Handling Account Ratio Hierarchy in SSAS Tabular

  • Hey Folks,
    I'm considering migrating a few of our solutions over to SSAS Tabular from Multidimensional to gain some performance in reporting and dashboarding. From initial tests everything works great, much faster, easier to develop, and we don't use drillthrough actions. My issue is in how I can handle an account ratio hierarchy in Tabular. Here are my thoughts:

    •  I could create a bunch of measures specifically for these ratios and create a "hierarchy" visually through display folders, but I don't think this is the correct solution.
    • I can also create a parameterized measure using switch that checks which row it's on and returns a different measure, but this doesn't work great with hierarchies as there's no concept of parent/child. I would have to first determine which level I'm navigated to, which would significantly complicate the switch formula, unless I left all ratios in a single level, but then there's no hierarchy.
    • Lastly I could create a separate fact table designed specifically for ratios and use a calculated table to create the row members based on the fact table and this way I don't need separate measures per ratio, each member should have their values present in their own row.
    In multidimensional, I can create any number of members and use customrollup formula to calculate how that member presents its value, including its format. The style of hierarchy I'm thinking of, ratio wise, is along the lines of:

    • Total Volume
    • Total Volume per day
    • Total Revenue
    • Total Revenue per Volume
    • Total Royalties
    • Total Royalties per Volume
    • Total Expense
    • Total Expense per Volume
    • Royalty Rate (Royalty per Revenue)
    • Net Profit
    • Net Profit per Volume
    Each parent level would have similar child levels below per category. How should I handle this? Does a custom fact table make the most sense? Process the calculations in the SQL view or in a calculated table?

  • This sounds similar to something I just did. I have a "measures" dimension and a fact table that has two measures: Amount and Denominator. If denominator is blank I use 1 for the non-ratios. The measures dimension has rollup capability also. I have an "IsTotal" hidden attribute in the dimension which says whether it is the value that rolls up. Hope this helps.

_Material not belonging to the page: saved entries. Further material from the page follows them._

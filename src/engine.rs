// Copyright 2025-present Harīṣh Tummalachērla
// SPDX-License-Identifier: Apache-2.0

//! The engine: owns the published snapshot and serves every query from it.
//!
//! # Lifecycle
//!
//! ```text
//! new() ──▶ reload() ──▶ publish snapshot g1 ──▶ queries ... reload() ──▶ publish g2 ──▶ ...
//!                                                      │
//!                                                      └─ reload fails ──▶ keep g1, warn
//! ```
//!
//! A reload fetches the full item list from the store, builds a complete new
//! [`Snapshot`] off to the side, validates it, and only then swaps it in with
//! a single pointer write. Queries clone the current `Arc` under a read lock
//! held for one instruction, so they never wait on a rebuild and never see a
//! half-built one. Reloads are serialized with each other.
//!
//! The search counter lives here rather than in a snapshot, so tracked
//! counts carry across reloads.

use crate::browse;
use crate::config::EngineConfig;
use crate::error::{CatalogError, Result};
use crate::fuzzy::suggest_corrections;
use crate::scoring;
use crate::search::{run_pipeline, PipelineContext, PipelineMode};
use crate::snapshot::{Snapshot, SnapshotStats};
use crate::store::CatalogStore;
use crate::tracking::SearchTracker;
use crate::types::{CatalogItem, CompareRequest, CorrectedSearch, KeywordCount, RecommendRequest, StoreRank};
use parking_lot::{Mutex, RwLock};
use std::sync::Arc;
use std::time::Instant;
use tracing::{info, warn};

/// In-memory catalog search over an external store.
pub struct CatalogEngine<S: CatalogStore> {
    store: S,
    config: EngineConfig,
    snapshot: RwLock<Arc<Snapshot>>,
    reload_lock: Mutex<()>,
    tracker: SearchTracker,
}

impl<S: CatalogStore> CatalogEngine<S> {
    /// Create an engine and load the catalog once.
    ///
    /// Fails if the config is invalid or the first load fails; there is no
    /// earlier snapshot to fall back on.
    pub fn new(store: S, config: EngineConfig) -> Result<Self> {
        config.validate()?;
        let engine = Self {
            store,
            config,
            snapshot: RwLock::new(Arc::new(Snapshot::empty())),
            reload_lock: Mutex::new(()),
            tracker: SearchTracker::new(),
        };
        engine.reload()?;
        Ok(engine)
    }

    /// Rebuild every structure from the store and publish the result.
    ///
    /// On failure the previous snapshot stays published and the error is
    /// returned. Safe to call while queries are running.
    pub fn reload(&self) -> Result<SnapshotStats> {
        let _exclusive = self.reload_lock.lock();
        let started = Instant::now();
        let generation = self.snapshot.read().generation() + 1;

        let built = self
            .store
            .list_all_items()
            .and_then(|items| Snapshot::build(items, &self.config, generation))
            .and_then(|snapshot| match snapshot.validate() {
                Some(problem) => Err(CatalogError::Inconsistent(problem)),
                None => Ok(snapshot),
            });

        let snapshot = match built {
            Ok(snapshot) => snapshot,
            Err(err) => {
                warn!(error = %err, "catalog reload failed, keeping previous snapshot");
                return Err(err);
            }
        };

        let stats = snapshot.stats();
        *self.snapshot.write() = Arc::new(snapshot);

        info!(
            generation = stats.generation,
            items = stats.items,
            vocabulary = stats.vocabulary,
            trie_terms = stats.trie_terms,
            elapsed_ms = started.elapsed().as_millis() as u64,
            "catalog reloaded"
        );
        Ok(stats)
    }

    /// The currently published snapshot.
    ///
    /// Holding it pins that generation; a concurrent reload publishes a new
    /// one without affecting this handle.
    pub fn snapshot(&self) -> Arc<Snapshot> {
        Arc::clone(&self.snapshot.read())
    }

    pub fn config(&self) -> &EngineConfig {
        &self.config
    }

    pub fn store(&self) -> &S {
        &self.store
    }

    fn run(&self, query: &str, page: usize, size: usize, mode: PipelineMode) -> CorrectedSearch {
        let snapshot = self.snapshot();
        let ctx = PipelineContext {
            snapshot: &snapshot,
            tracker: &self.tracker,
            config: &self.config,
        };
        run_pipeline(ctx, query, page, size, mode)
    }

    // =========================================================================
    // SEARCH
    // =========================================================================

    /// Ranked, paginated search without correction.
    pub fn search(&self, query: &str, page: usize, size: usize) -> Vec<CatalogItem> {
        self.run(query, page, size, PipelineMode::Plain).items
    }

    /// Ranked, paginated search that auto-corrects misspelled words.
    pub fn search_with_correction(&self, query: &str, page: usize, size: usize) -> CorrectedSearch {
        self.run(query, page, size, PipelineMode::WithCorrection)
    }

    /// Completions for a prefix, most popular first.
    pub fn autocomplete(&self, prefix: &str) -> Vec<String> {
        self.snapshot().trie().suggest(prefix, self.config.autocomplete_limit)
    }

    /// Index vocabulary terms close to `word`, closest first.
    pub fn spelling_suggestions(&self, word: &str) -> Vec<String> {
        let snapshot = self.snapshot();
        suggest_corrections(
            word,
            snapshot.inverted().vocabulary(),
            self.config.max_edit_distance,
            self.config.max_corrections,
        )
    }

    // =========================================================================
    // ANALYTICS
    // =========================================================================

    pub fn rank_stores_by_keyword(&self, keyword: &str) -> Vec<StoreRank> {
        scoring::rank_stores_by_keyword(self.snapshot().items(), keyword)
    }

    pub fn top_searched_keywords(&self, limit: usize) -> Vec<KeywordCount> {
        self.tracker.top(limit)
    }

    pub fn keyword_frequency(&self, keyword: &str) -> u64 {
        self.tracker.frequency(keyword)
    }

    pub fn top_deals(&self, limit: usize) -> Vec<CatalogItem> {
        scoring::top_deals(self.snapshot().items(), limit)
    }

    pub fn compare(&self, req: &CompareRequest) -> Vec<CatalogItem> {
        browse::compare_items(self.snapshot().items(), req)
    }

    pub fn recommend_stores(&self, req: &RecommendRequest) -> Vec<String> {
        browse::recommend_stores(self.snapshot().items(), req)
    }

    // =========================================================================
    // BROWSING
    // =========================================================================

    pub fn item(&self, id: &str) -> Option<CatalogItem> {
        self.snapshot().item(id).cloned()
    }

    /// All items by id.
    pub fn items(&self, page: usize, size: usize) -> Vec<CatalogItem> {
        self.snapshot().page(page, size)
    }

    pub fn items_in_category(&self, category: &str, page: usize, size: usize) -> Vec<CatalogItem> {
        self.snapshot().category_page(category, page, size)
    }

    pub fn items_in_store(&self, store: &str, page: usize, size: usize) -> Vec<CatalogItem> {
        self.snapshot().store_page(store, page, size)
    }
}

impl<S: CatalogStore + std::fmt::Debug> std::fmt::Debug for CatalogEngine<S> {
    fn fmt(&self, f: &mut std::fmt::Formatter<'_>) -> std::fmt::Result {
        f.debug_struct("CatalogEngine")
            .field("store", &self.store)
            .field("generation", &self.snapshot.read().generation())
            .field("tracked_keywords", &self.tracker.len())
            .finish()
    }
}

  • Right, I was thinking this is the right direction, but I'm curious how I'd handle the per day items. Thinking of Volumes Per Day, you could have:

    • Total Volumes Per Day

    • Oil, Condensate, NGL Volumes Per Day

    • Oil, Condensate Volumes Per Day

    • Oil Volumes Per Day
    • Condensate Volumes Per Day
  • NGL Volumes Per Day
  • Gas Volumes Per Day
  • The parent levels can't always simply be the sum of their children (IE, If Oil was 5 BOEpd and Cond was 2 BOEpd, that doesn't necessarily mean Oil, Condensate parent is 7 BOEpd). This is the case for a lot of rates (expense/revenue, profit/volume, etc)
  • That's right. That's the reason for keeping Amount and Denominator separate. Create a measure for each and hide them. Then the final measure is Amount/Denominator. 

    DAX pseudo-code:
    CALCULATE(DIVIDE([Amount], IF(ISBLANK([Denominator], 1, [Denominator]))))
    [Amount] := SUM(Amount)
    [Denominator] := SUM(Denominator)

    Denominator is blank for non-ratios.
    DAX may not be precise but that's the general idea. My formula actually has a lot more in it than that for other requirements. You may end up needing some filter context manipulation also.

    One catch to this approach though...one measure is one data type. I just used decimal and then manually format the numbers. We're using Excel and it remembers the formatting at a tuple. It works for our purposes.

  • So just expanding my thought process here, cause this will work. I would have to really increase the size of the fact table due to each dimensions requirement. Entity, account, accounting period, activity period, gross/net, hmn. I'll take this away and see what I can virtualize or normalize down.